Though the social and cultural politics of the situation are not particularly well articulated, and the elderly team bumble through Jaipur trying to find themselves - the film does please and captivate. Mainly it is the consummate acting of stalwarts like Dame Judi Dench, who plays the gentle bereaved widow who learns how to blog in India, Tom Wilkinson, a retired High Court Judge who is also gay, and the marvelous, understated Bill Nighy as the defeated civil servant that allows the film to transcend its formula. These actors have played high drama to the hilt on stage. Dench in particular has acted as an unforgettable, searing Lady Macbeth opposite an equally unforgettable Ian McKellan (yes, he is Gandalph AND Magneto).
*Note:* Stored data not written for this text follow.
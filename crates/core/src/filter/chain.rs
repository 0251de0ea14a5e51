//! Typed filter-chain representation and its filtergraph rendering.

use serde::{Deserialize, Serialize};
use std::fmt;

/// Filter kinds the mapper emits.
#[derive(Debug, Clone, Copy, PartialEq, Eq, Hash, Serialize, Deserialize)]
#[serde(rename_all = "snake_case")]
pub enum FilterKind {
    Delogo,
    Format,
    DrawBox,
    Split,
    EdgeDetect,
    ColorKey,
    Erosion,
    Dilation,
    Blend,
    GaussianBlur,
}

impl FilterKind {
    /// Filter name in filtergraph syntax.
    pub fn ffmpeg_name(&self) -> &'static str {
        match self {
            Self::Delogo => "delogo",
            Self::Format => "format",
            Self::DrawBox => "drawbox",
            Self::Split => "split",
            Self::EdgeDetect => "edgedetect",
            Self::ColorKey => "colorkey",
            Self::Erosion => "erosion",
            Self::Dilation => "dilation",
            Self::Blend => "blend",
            Self::GaussianBlur => "gblur",
        }
    }

    /// Stages that make the watermark region transparent.
    pub fn is_watermark_mask(&self) -> bool {
        matches!(self, Self::Delogo | Self::DrawBox)
    }
}

/// Frame dimension a fractional coordinate is relative to.
#[derive(Debug, Clone, Copy, PartialEq, Eq, Serialize, Deserialize)]
#[serde(rename_all = "snake_case")]
pub enum FrameAxis {
    Width,
    Height,
}

/// A filter parameter value.
#[derive(Debug, Clone, PartialEq, Serialize, Deserialize)]
#[serde(tag = "type", rename_all = "snake_case")]
pub enum ParamValue {
    Int { value: i64 },
    /// Rendered with a fixed number of decimals.
    Decimal { value: f64, precision: u8 },
    /// A fraction of the input frame size, rendered as `iw*0.0120`.
    FrameFraction { axis: FrameAxis, fraction: f64 },
    Text { value: String },
}

impl ParamValue {
    pub fn int(value: i64) -> Self {
        Self::Int { value }
    }

    pub fn decimal(value: f64, precision: u8) -> Self {
        Self::Decimal { value, precision }
    }

    pub fn frame_fraction(axis: FrameAxis, fraction: f64) -> Self {
        Self::FrameFraction { axis, fraction }
    }

    pub fn text(value: impl Into<String>) -> Self {
        Self::Text {
            value: value.into(),
        }
    }

    /// Numeric value, if the parameter is numeric.
    pub fn as_f64(&self) -> Option<f64> {
        match self {
            Self::Int { value } => Some(*value as f64),
            Self::Decimal { value, .. } => Some(*value),
            Self::FrameFraction { fraction, .. } => Some(*fraction),
            Self::Text { .. } => None,
        }
    }
}

impl fmt::Display for ParamValue {
    fn fmt(&self, f: &mut fmt::Formatter<'_>) -> fmt::Result {
        match self {
            Self::Int { value } => write!(f, "{}", value),
            Self::Decimal { value, precision } => {
                write!(f, "{:.*}", usize::from(*precision), value)
            }
            Self::FrameFraction { axis, fraction } => {
                let dim = match axis {
                    FrameAxis::Width => "iw",
                    FrameAxis::Height => "ih",
                };
                write!(f, "{}*{:.4}", dim, fraction)
            }
            Self::Text { value } => f.write_str(value),
        }
    }
}

/// A named parameter of a stage.
#[derive(Debug, Clone, PartialEq, Serialize, Deserialize)]
pub struct FilterParam {
    pub name: String,
    pub value: ParamValue,
}

/// One filter invocation with its pad labels.
#[derive(Debug, Clone, PartialEq, Serialize, Deserialize)]
pub struct FilterStage {
    pub kind: FilterKind,
    #[serde(default)]
    pub params: Vec<FilterParam>,
    #[serde(default, skip_serializing_if = "Vec::is_empty")]
    pub inputs: Vec<String>,
    #[serde(default, skip_serializing_if = "Vec::is_empty")]
    pub outputs: Vec<String>,
}

impl FilterStage {
    pub fn new(kind: FilterKind) -> Self {
        Self {
            kind,
            params: Vec::new(),
            inputs: Vec::new(),
            outputs: Vec::new(),
        }
    }

    pub fn param(mut self, name: &str, value: ParamValue) -> Self {
        self.params.push(FilterParam {
            name: name.to_string(),
            value,
        });
        self
    }

    pub fn input(mut self, label: &str) -> Self {
        self.inputs.push(label.to_string());
        self
    }

    pub fn output(mut self, label: &str) -> Self {
        self.outputs.push(label.to_string());
        self
    }

    /// Looks up a parameter by name.
    pub fn get(&self, name: &str) -> Option<&ParamValue> {
        self.params.iter().find(|p| p.name == name).map(|p| &p.value)
    }

    fn has_labels(&self) -> bool {
        !self.inputs.is_empty() || !self.outputs.is_empty()
    }
}

impl fmt::Display for FilterStage {
    fn fmt(&self, f: &mut fmt::Formatter<'_>) -> fmt::Result {
        for label in &self.inputs {
            write!(f, "[{}]", label)?;
        }
        f.write_str(self.kind.ffmpeg_name())?;
        for (i, param) in self.params.iter().enumerate() {
            let sep = if i == 0 { '=' } else { ':' };
            write!(f, "{}{}={}", sep, param.name, param.value)?;
        }
        for label in &self.outputs {
            write!(f, "[{}]", label)?;
        }
        Ok(())
    }
}

/// An ordered list of stages forming one filtergraph.
#[derive(Debug, Clone, Default, PartialEq, Serialize, Deserialize)]
pub struct FilterChain {
    pub stages: Vec<FilterStage>,
}

impl FilterChain {
    pub fn new(stages: Vec<FilterStage>) -> Self {
        Self { stages }
    }

    pub fn is_empty(&self) -> bool {
        self.stages.is_empty()
    }

    /// Index of the first stage of `kind`.
    pub fn position(&self, kind: FilterKind) -> Option<usize> {
        self.stages.iter().position(|s| s.kind == kind)
    }

    /// Stages of `kind`, in order.
    pub fn stages_of(&self, kind: FilterKind) -> impl Iterator<Item = &FilterStage> {
        self.stages.iter().filter(move |s| s.kind == kind)
    }

    /// Renders filtergraph syntax.
    ///
    /// Consecutive unlabeled stages are joined with `,`; a stage with input
    /// labels, or one following a stage with output labels, starts a new
    /// chain after `;`.
    pub fn render(&self) -> String {
        let mut out = String::new();
        let mut prev: Option<&FilterStage> = None;
        for stage in &self.stages {
            if let Some(prev) = prev {
                let new_chain = !prev.outputs.is_empty() || !stage.inputs.is_empty();
                out.push(if new_chain { ';' } else { ',' });
            }
            out.push_str(&stage.to_string());
            prev = Some(stage);
        }
        out
    }

    /// Whether the chain uses pad labels anywhere.
    pub fn is_labeled(&self) -> bool {
        self.stages.iter().any(FilterStage::has_labels)
    }
}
It's their skill that allows them to tone down, and lift up a mildly didactic comedy and incidental romantic drama such as this one. Dev Patel, however, is disappointing as Sonny, and just as the usually great Irfan Khan was terribly miscast in the new Spiderman film, so too is Patel who strives to be the central character in the film, but fails. In fact, it is his love interest, Sunaina, played by an unknown Tena Desae who captivates. One can only hope she will surpass the slightly banal Frieda Pinto soon in the future.
As one expects, there are happy endings all round and The Best Exotic Marigold Hotel is sure to bump up tourism in India. As for myself, I would re-watch the film just for the immense satisfaction derived from the final scene in which Bill Nighy and Judi Dench zoom around the crowded Jaipur streets on a motorbike.
John Madden, the director, may have made the sublime Shakespeare In Love but it is a brave and sensitive director who can also take on a film with an ensemble cast with an average age of 70. Kudos to him for pointing out to the world does not just revolve around beautiful people in the prime of their lives.